The sluggish state of North Carolina’s aquaculture, in spite of generous government support, raises the question of how much the subsidies are helping the industry.

Yet researchers are working assiduously to lower the costs and increase the yields of fish farming. N.C. State professor Harry Daniels, for instance, has been trying to figure out how to produce higher yields of female flounders. Female flounders grow larger and faster and are therefore more commercially valuable.

Daniels and his fellow researchers have developed interesting ways of producing higher yields of females, though many kinks have yet to be worked out. (As a research assistant last year, I examined hundreds of fish produced using methods designed to yield all females. For some reason, however, all of the fish I examined turned out to be male.)

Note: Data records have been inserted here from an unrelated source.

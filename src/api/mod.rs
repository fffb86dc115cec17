pub mod chat_completions;
pub mod health;
pub mod models;
use std::sync::Arc;

use axum::extract::State;
use axum::http::HeaderMap;
use axum::response::{IntoResponse, Response};
use axum::{body::Body, http::StatusCode};

use crate::state::AppState;

/// List the reasoning-effort model aliases in `OpenAI` format.
#[must_use]
pub fn handler(State(state): State<Arc<AppState>>, headers: &HeaderMap) -> Response {
    if let Err(err) = state.authenticate(headers) {
        return err.into_response();
    }

    (
        StatusCode::OK,
        [(
            axum::http::header::CONTENT_TYPE,
            axum::http::HeaderValue::from_static("application/json"),
        )],
        Body::from(state.models_response_body()),
    )
        .into_response()
}
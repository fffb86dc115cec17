use crate::config::ClientAuthConfig;
use crate::error::GatewayError;
use http::header::AUTHORIZATION;
use rustc_hash::FxHashSet;

const BEARER_PREFIX: &str = "Bearer ";

/// Compact key index used in hot-path authentication.
pub enum AllowedClientKeys {
    Empty,
    /// A single key, pre-rendered as the full `Authorization` header value so
    /// the check is one byte comparison.
    Single { bearer: Box<str> },
    Multiple(FxHashSet<String>),
}

/// Extract the client key from `Authorization: Bearer <key>`.
///
/// # Errors
///
/// Returns `GatewayError::Auth` when the header is absent, not valid
/// text, or not a bearer credential.
pub fn extract_api_key(headers: &http::HeaderMap) -> Result<&str, GatewayError> {
    headers
        .get(AUTHORIZATION)
        .and_then(|v| v.to_str().ok())
        .and_then(|s| s.strip_prefix(BEARER_PREFIX))
        .ok_or_else(|| GatewayError::Auth("Missing API key".to_string()))
}

/// Authenticate an incoming request against the pre-indexed allowed keys.
///
/// # Errors
///
/// Returns `GatewayError::Auth` when the API key is missing or invalid.
pub fn authenticate(
    headers: &http::HeaderMap,
    allowed_keys: &AllowedClientKeys,
) -> Result<(), GatewayError> {
    match allowed_keys {
        AllowedClientKeys::Single { bearer } => match headers.get(AUTHORIZATION) {
            Some(value) if value.as_bytes() == bearer.as_bytes() => Ok(()),
            Some(_) => Err(GatewayError::Auth("Invalid API key".to_string())),
            None => Err(GatewayError::Auth("Missing API key".to_string())),
        },
        AllowedClientKeys::Multiple(allowed_set) => {
            let client_key = extract_api_key(headers)?;
            if allowed_set.contains(client_key) {
                Ok(())
            } else {
                Err(GatewayError::Auth("Invalid API key".to_string()))
            }
        }
        AllowedClientKeys::Empty => Err(GatewayError::Auth("Invalid API key".to_string())),
    }
}

/// Build a hash-set index for allowed client keys.
#[must_use]
pub fn build_allowed_key_set(config: &ClientAuthConfig) -> AllowedClientKeys {
    let mut allowed_set: FxHashSet<String> = config.allowed_keys.iter().cloned().collect();

    match allowed_set.len() {
        0 => AllowedClientKeys::Empty,
        1 => match allowed_set.drain().next() {
            Some(single_key) => AllowedClientKeys::Single {
                bearer: format!("{BEARER_PREFIX}{single_key}").into_boxed_str(),
            },
            None => AllowedClientKeys::Empty,
        },
        _ => AllowedClientKeys::Multiple(allowed_set),
    }
}
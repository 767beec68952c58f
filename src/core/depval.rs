//! Dependency validation
//!
//! Every cached object records the source files it was built from, together
//! with a snapshot of each file's state at build time. The object is only
//! considered valid while every recorded snapshot still matches the file on
//! the storage backend.

use crate::artifact::ObjectId;
use crate::error::{ArchiveError, Result};
use crate::storage::Storage;
use crate::text_table::{self, TextGroup};
use serde::{Deserialize, Serialize};
use std::collections::BTreeMap;
use std::path::Path;

const DOES_NOT_EXIST: &str = "doesnotexist";

#[derive(Debug, Clone, Copy, PartialEq, Eq, Hash, Serialize, Deserialize)]
pub enum SnapshotState {
    Normal,
    DoesNotExist,
}

/// State of one file at a point in time
#[derive(Debug, Clone, Copy, PartialEq, Eq, Hash, Serialize, Deserialize)]
pub struct FileSnapshot {
    pub state: SnapshotState,
    /// Nanoseconds since the Unix epoch; 0 when the file does not exist
    pub modification_time: u64,
}

impl FileSnapshot {
    pub fn normal(modification_time: u64) -> Self {
        FileSnapshot {
            state: SnapshotState::Normal,
            modification_time,
        }
    }

    pub fn does_not_exist() -> Self {
        FileSnapshot {
            state: SnapshotState::DoesNotExist,
            modification_time: 0,
        }
    }
}

/// A source file an object depends on
#[derive(Debug, Clone, PartialEq, Eq, Serialize, Deserialize)]
pub struct DependentFile {
    pub filename: String,
    pub snapshot: FileSnapshot,
}

impl DependentFile {
    pub fn new(filename: impl Into<String>, snapshot: FileSnapshot) -> Self {
        DependentFile {
            filename: filename.into(),
            snapshot,
        }
    }
}

/// The recorded dependencies of one object
#[derive(Debug, Clone, Default, PartialEq, Eq, Serialize, Deserialize)]
pub struct DependencyToken {
    files: Vec<DependentFile>,
}

impl DependencyToken {
    pub fn new(files: Vec<DependentFile>) -> Self {
        DependencyToken { files }
    }

    pub fn files(&self) -> &[DependentFile] {
        &self.files
    }

    /// Number of recorded files whose current state differs from the snapshot
    ///
    /// Zero means the token is still valid.
    pub fn validation_index(&self, storage: &dyn Storage) -> u32 {
        self.files
            .iter()
            .filter(|f| storage.snapshot(Path::new(&f.filename)) != f.snapshot)
            .count() as u32
    }

    pub fn is_valid(&self, storage: &dyn Storage) -> bool {
        self.validation_index(storage) == 0
    }
}

/// Dependencies of every flushed object, as stored in the `.deps` file
pub type DependencyTable = BTreeMap<ObjectId, Vec<DependentFile>>;

/// Parse the `.deps` file contents
pub fn parse_dependency_table(text: &str) -> Result<DependencyTable> {
    let mut table = DependencyTable::new();
    for group in text_table::parse_grouped(text)? {
        let object_id = u64::from_str_radix(&group.name, 16).map_err(|_| {
            ArchiveError::CorruptDirectory(format!("bad object id '{}' in dependency table", group.name))
        })?;

        let mut files = Vec::with_capacity(group.entries.len());
        for (filename, value) in group.entries {
            let snapshot = if value == DOES_NOT_EXIST {
                FileSnapshot::does_not_exist()
            } else {
                let time = u64::from_str_radix(&value, 16).map_err(|_| {
                    ArchiveError::CorruptDirectory(format!(
                        "bad modification time '{}' for '{}'",
                        value, filename
                    ))
                })?;
                FileSnapshot::normal(time)
            };
            files.push(DependentFile { filename, snapshot });
        }

        // Repeated groups extend the same object
        table.entry(object_id).or_default().extend(files);
    }
    Ok(table)
}

/// Serialize a dependency table for the `.deps` file
pub fn write_dependency_table(table: &DependencyTable) -> String {
    let groups: Vec<TextGroup> = table
        .iter()
        .map(|(object_id, files)| TextGroup {
            name: format!("{:x}", object_id),
            entries: files
                .iter()
                .map(|f| {
                    let value = match f.snapshot.state {
                        SnapshotState::DoesNotExist => DOES_NOT_EXIST.to_string(),
                        SnapshotState::Normal => format!("{:x}", f.snapshot.modification_time),
                    };
                    (f.filename.clone(), value)
                })
                .collect(),
        })
        .collect();
    text_table::write_grouped(&groups)
}

#[cfg(test)]
mod tests {
    use super::*;
    use crate::storage::MemoryStorage;

    #[test]
    fn test_token_validity() {
        let storage = MemoryStorage::new();
        storage.touch("src/a.txt", 100);

        let token = DependencyToken::new(vec![
            DependentFile::new("src/a.txt", FileSnapshot::normal(100)),
            DependentFile::new("src/missing.txt", FileSnapshot::does_not_exist()),
        ]);
        assert_eq!(token.validation_index(&storage), 0);
        assert!(token.is_valid(&storage));

        storage.touch("src/a.txt", 200);
        assert_eq!(token.validation_index(&storage), 1);

        storage.touch("src/missing.txt", 5);
        assert_eq!(token.validation_index(&storage), 2);
        assert!(!token.is_valid(&storage));
    }

    #[test]
    fn test_empty_token_is_valid() {
        let storage = MemoryStorage::new();
        assert!(DependencyToken::default().is_valid(&storage));
    }

    #[test]
    fn test_table_text_form() {
        let mut table = DependencyTable::new();
        table.insert(
            0xabc,
            vec![
                DependentFile::new("foo.txt", FileSnapshot::normal(100)),
                DependentFile::new("gone.txt", FileSnapshot::does_not_exist()),
            ],
        );

        let text = write_dependency_table(&table);
        assert_eq!(text, "abc=~\n\tfoo.txt=64\n\tgone.txt=doesnotexist\n");
        assert_eq!(parse_dependency_table(&text).unwrap(), table);
    }

    #[test]
    fn test_bad_values_rejected() {
        assert!(parse_dependency_table("xyz=~\n\tfoo.txt=64\n").is_err());
        assert!(parse_dependency_table("abc=~\n\tfoo.txt=later\n").is_err());
    }
}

At the conference, fish farmers were very appreciative of the work being done by the universities. “They bend over backwards” to help, said tilapia farmer Randy Gray from Pikeville. Gray conceded that not all scientific research is valuable, but he was adamant that research related to food supply is critical. “They ain’t making no more land,” he said, “and we’re making lots more people.”

Feed represents one of the largest variable costs in the business, so several researchers have been focusing on ways to cut feed costs. N.C. State’s Russell Borski, for example, is developing fish feed from fermented mechanically deboned poultry meal, and UNC-Wilmington’s Shah Alam has been experimenting with feed made from soybeans. Results so far appear promising.

Marc Turano, the mariculture and blue crab specialist at North Carolina Sea Grant, the state-level subsidiary of a federal agency of the U.S. Department of Commerce, oversees the distribution of federal and state dollars to different research endeavors. Turano said the work is important, even if its impact can sometimes be difficult to measure.

“Publishing a paper on fish diets that changes the formulation for a feed on 1000’s of acres of fish farms,” he said, “is not nearly as attractive [in terms of publicity generated] as a new species discovery or anything with climate change these days.”

And so the discussion continues. In the meantime, the conference’s Friday evening “Aquafood festival” featured tank-grown Atlantic sturgeon, cooked Cajun-style.

Government funded or no, it certainly was tasty.

Duke Cheston is a contributor to Carolina Journal.